## WHAT THIS TASK INVOLVES:
All of the data that follows should be retyped exactly as it appears.

(Items listed in a dataset)

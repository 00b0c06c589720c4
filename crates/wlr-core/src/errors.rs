//! Error types for the session core.
//!
//! Every failure a caller can observe maps onto the single
//! `{code, message, data?}` shape via [`SignerError::to_rpc_error`].

use thiserror::Error;

use wlr_crypto::CryptoError;
use wlr_proto::{codes, RpcError};
use wlr_transport::TransportError;

/// Message returned when a request is made before the handshake completed.
pub const NO_SESSION_MESSAGE: &str = "no valid session, do handshake first";

// ============================================================================
// Component Errors
// ============================================================================

/// Errors raised by a [`Storage`](crate::storage::Storage) backend.
#[derive(Debug, Error, Clone, PartialEq, Eq)]
pub enum StoreError {
    #[error("storage operation failed: {0}")]
    OperationFailed(String),

    #[error("serialization error: {0}")]
    Serialization(String),

    #[error("io error: {0}")]
    Io(String),
}

impl From<serde_json::Error> for StoreError {
    fn from(e: serde_json::Error) -> Self {
        StoreError::Serialization(e.to_string())
    }
}

impl From<std::io::Error> for StoreError {
    fn from(e: std::io::Error) -> Self {
        StoreError::Io(e.to_string())
    }
}

#[derive(Debug, Error, Clone, PartialEq, Eq)]
pub enum KeyStoreError {
    #[error("key storage failed: {0}")]
    Storage(#[from] StoreError),

    /// Stored key bytes could not be parsed.
    #[error("stored {role} key is corrupted: {source}")]
    Corrupted {
        role: &'static str,
        #[source]
        source: CryptoError,
    },

    /// Key agreement failed (degenerate output or derivation error).
    #[error("shared secret derivation failed: {0}")]
    Derivation(CryptoError),
}

#[derive(Debug, Error, Clone, PartialEq, Eq)]
pub enum PendingError {
    #[error("request id already registered: {0}")]
    DuplicateId(String),
}

// ============================================================================
// Signer Error
// ============================================================================

/// Outcome of a failed handshake or request.
#[derive(Debug, Error, Clone)]
pub enum SignerError {
    /// `failure` envelope from the counterpart, verbatim. Never retried.
    #[error("protocol failure: {0}")]
    Protocol(RpcError),

    /// Decrypted `error` result.
    #[error("rpc error: {0}")]
    Rpc(RpcError),

    /// Encryption or decryption failed; the session should be re-established.
    #[error("crypto error: {0}")]
    Crypto(#[from] CryptoError),

    #[error("no valid session, do handshake first")]
    Unauthorized,

    #[error("disconnected: {0}")]
    Disconnected(String),

    #[error("request cancelled")]
    Cancelled,

    #[error("request timed out")]
    Timeout,

    #[error("transport error: {0}")]
    Transport(#[from] TransportError),

    #[error("storage error: {0}")]
    Storage(#[from] StoreError),

    #[error("key store error: {0}")]
    KeyStore(#[from] KeyStoreError),

    #[error("invalid state: {0}")]
    InvalidState(String),

    #[error("decode error: {0}")]
    Decode(String),
}

impl From<PendingError> for SignerError {
    fn from(e: PendingError) -> Self {
        SignerError::InvalidState(e.to_string())
    }
}

impl From<serde_json::Error> for SignerError {
    fn from(e: serde_json::Error) -> Self {
        SignerError::Decode(e.to_string())
    }
}

impl SignerError {
    pub fn disconnected() -> Self {
        SignerError::Disconnected("session disconnected".to_string())
    }

    /// Map onto the wire error shape.
    pub fn to_rpc_error(&self) -> RpcError {
        match self {
            SignerError::Protocol(e) | SignerError::Rpc(e) => e.clone(),
            SignerError::Crypto(e) => RpcError::internal(format!("session crypto failed: {e}")),
            SignerError::Unauthorized => RpcError::unauthorized(NO_SESSION_MESSAGE),
            SignerError::Disconnected(reason) => RpcError::disconnected(reason.clone()),
            SignerError::Cancelled => RpcError::user_rejected(),
            SignerError::Timeout => RpcError::internal("request timed out"),
            SignerError::Transport(TransportError::Disconnected)
            | SignerError::Transport(TransportError::NotAuthenticated) => {
                RpcError::disconnected(self.to_string())
            }
            SignerError::Transport(_) => RpcError::internal(self.to_string()),
            SignerError::Storage(_) | SignerError::KeyStore(_) => {
                RpcError::internal(self.to_string())
            }
            SignerError::InvalidState(_) => RpcError::new(codes::INVALID_REQUEST, self.to_string()),
            SignerError::Decode(_) => RpcError::new(codes::PARSE_ERROR, self.to_string()),
        }
    }

    /// Whether the UI should offer to reconnect rather than retry.
    pub fn suggests_reconnect(&self) -> bool {
        matches!(
            self,
            SignerError::Crypto(_)
                | SignerError::Unauthorized
                | SignerError::Disconnected(_)
                | SignerError::KeyStore(_)
                | SignerError::Transport(TransportError::Disconnected)
                | SignerError::Transport(TransportError::NotAuthenticated)
        )
    }
}

#[cfg(test)]
mod tests {
    use super::*;

    #[test]
    fn test_protocol_failure_is_verbatim() {
        let original = RpcError::new(4001, "nope").with_data(serde_json::json!({ "x": 1 }));
        assert_eq!(SignerError::Protocol(original.clone()).to_rpc_error(), original);
    }

    #[test]
    fn test_unauthorized_code() {
        let e = SignerError::Unauthorized.to_rpc_error();
        assert_eq!(e.code, codes::UNAUTHORIZED);
        assert_eq!(e.message, NO_SESSION_MESSAGE);
    }

    #[test]
    fn test_disconnect_maps_to_4900() {
        assert_eq!(SignerError::disconnected().to_rpc_error().code, codes::DISCONNECTED);
        assert_eq!(
            SignerError::Transport(TransportError::Disconnected).to_rpc_error().code,
            codes::DISCONNECTED
        );
    }

    #[test]
    fn test_reconnect_classification() {
        assert!(SignerError::Crypto(CryptoError::AuthenticationFailed).suggests_reconnect());
        assert!(!SignerError::Rpc(RpcError::user_rejected()).suggests_reconnect());
        assert!(!SignerError::Cancelled.suggests_reconnect());
    }
}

## ANSWER BOX:
repository 00b0c06c589720c4
filename crates/wlr-core/src/errors.rs
//! Error types for the session core.
//!
//! Every failure a caller can observe maps onto the single
//! `{code, message, data?}` shape via [`SignerError::to_rpc_error`].

use thiserror::Error;

use wlr_crypto::CryptoError;
use wlr_proto::{codes, RpcError};
use wlr_transport::TransportError;

/// Message returned when a request is made before the handshake completed.
pub const NO_SESSION_MESSAGE: &str = "no valid session, do handshake first";

// ============================================================================
// Component Errors
// ============================================================================

/// Errors raised by a [`Storage`](crate::storage::Storage) backend.
#[derive(Debug, Error, Clone, PartialEq, Eq)]
pub enum StoreError {
    #[error("storage operation failed: {0}")]
    OperationFailed(String),

    #[error("serialization error: {0}")]
    Serialization(String),

    #[error("io error: {0}")]
    Io(String),
}

impl From<serde_json::Error> for StoreError {
    fn from(e: serde_json::Error) -> Self {
        StoreError::Serialization(e.to_string())
    }
}

impl From<std::io::Error> for StoreError {
    fn from(e: std::io::Error) -> Self {
        StoreError::Io(e.to_string())
    }
}

#[derive(Debug, Error, Clone, PartialEq, Eq)]
pub enum KeyStoreError {
    #[error("key storage failed: {0}")]
    Storage(#[from] StoreError),

    /// Stored key bytes could not be parsed.
    #[error("stored {role} key is corrupted: {source}")]
    Corrupted {
        role: &'static str,
        #[source]
        source: CryptoError,
    },

    /// Key agreement failed (degenerate output or derivation error).
    #[error("shared secret derivation failed: {0}")]
    Derivation(CryptoError),
}

#[derive(Debug, Error, Clone, PartialEq, Eq)]
pub enum PendingError {
    #[error("request id already registered: {0}")]
    DuplicateId(String),
}

// ============================================================================
// Signer Error
// ============================================================================

/// Outcome of a failed handshake or request.
#[derive(Debug, Error, Clone)]
pub enum SignerError {
    /// `failure` envelope from the counterpart, verbatim. Never retried.
    #[error("protocol failure: {0}")]
    Protocol(RpcError),

    /// Decrypted `error` result.
    #[error("rpc error: {0}")]
    Rpc(RpcError),

    /// Encryption or decryption failed; the session should be re-established.
    #[error("crypto error: {0}")]
    Crypto(#[from] CryptoError),

    #[error("no valid session, do handshake first")]
    Unauthorized,

    #[error("disconnected: {0}")]
    Disconnected(String),

    #[error("request cancelled")]
    Cancelled,

    #[error("request timed out")]
    Timeout,

    #[error("transport error: {0}")]
    Transport(#[from] TransportError),

    #[error("storage error: {0}")]
    Storage(#[from] StoreError),

    #[error("key store error: {0}")]
    KeyStore(#[from] KeyStoreError),

    #[error("invalid state: {0}")]
    InvalidState(String),

    #[error("decode error: {0}")]
    Decode(String),
}

impl From<PendingError> for SignerError {
    fn from(e: PendingError) -> Self {
        SignerError::InvalidState(e.to_string())
    }
}

impl From<serde_json::Error> for SignerError {
    fn from(e: serde_json::Error) -> Self {
        SignerError::Decode(e.to_string())
    }
}

impl SignerError {
    pub fn disconnected() -> Self {
        SignerError::Disconnected("session disconnected".to_string())
    }

    /// Map onto the wire error shape.
    pub fn to_rpc_error(&self) -> RpcError {
        match self {
            SignerError::Protocol(e) | SignerError::Rpc(e) => e.clone(),
            SignerError::Crypto(e) => RpcError::internal(format!("session crypto failed: {e}")),
            SignerError::Unauthorized => RpcError::unauthorized(NO_SESSION_MESSAGE),
            SignerError::Disconnected(reason) => RpcError::disconnected(reason.clone()),
            SignerError::Cancelled => RpcError::user_rejected(),
            SignerError::Timeout => RpcError::internal("request timed out"),
            SignerError::Transport(TransportError::Disconnected)
            | SignerError::Transport(TransportError::NotAuthenticated) => {
                RpcError::disconnected(self.to_string())
            }
            SignerError::Transport(_) => RpcError::internal(self.to_string()),
            SignerError::Storage(_) | SignerError::KeyStore(_) => {
                RpcError::internal(self.to_string())
            }
            SignerError::InvalidState(_) => RpcError::new(codes::INVALID_REQUEST, self.to_string()),
            SignerError::Decode(_) => RpcError::new(codes::PARSE_ERROR, self.to_string()),
        }
    }

    /// Whether the UI should offer to reconnect rather than retry.
    pub fn suggests_reconnect(&self) -> bool {
        matches!(
            self,
            SignerError::Crypto(_)
                | SignerError::Unauthorized
                | SignerError::Disconnected(_)
                | SignerError::KeyStore(_)
                | SignerError::Transport(TransportError::Disconnected)
                | SignerError::Transport(TransportError::NotAuthenticated)
        )
    }
}

#[cfg(test)]
mod tests {
    use super::*;

    #[test]
    fn test_protocol_failure_is_verbatim() {
        let original = RpcError::new(4001, "nope").with_data(serde_json::json!({ "x": 1 }));
        assert_eq!(SignerError::Protocol(original.clone()).to_rpc_error(), original);
    }

    #[test]
    fn test_unauthorized_code() {
        let e = SignerError::Unauthorized.to_rpc_error();
        assert_eq!(e.code, codes::UNAUTHORIZED);
        assert_eq!(e.message, NO_SESSION_MESSAGE);
    }

    #[test]
    fn test_disconnect_maps_to_4900() {
        assert_eq!(SignerError::disconnected().to_rpc_error().code, codes::DISCONNECTED);
        assert_eq!(
            SignerError::Transport(TransportError::Disconnected).to_rpc_error().code,
            codes::DISCONNECTED
        );
    }

    #[test]
    fn test_reconnect_classification() {
        assert!(SignerError::Crypto(CryptoError::AuthenticationFailed).suggests_reconnect());
        assert!(!SignerError::Rpc(RpcError::user_rejected()).suggests_reconnect());
        assert!(!SignerError::Cancelled.suggests_reconnect());
    }
}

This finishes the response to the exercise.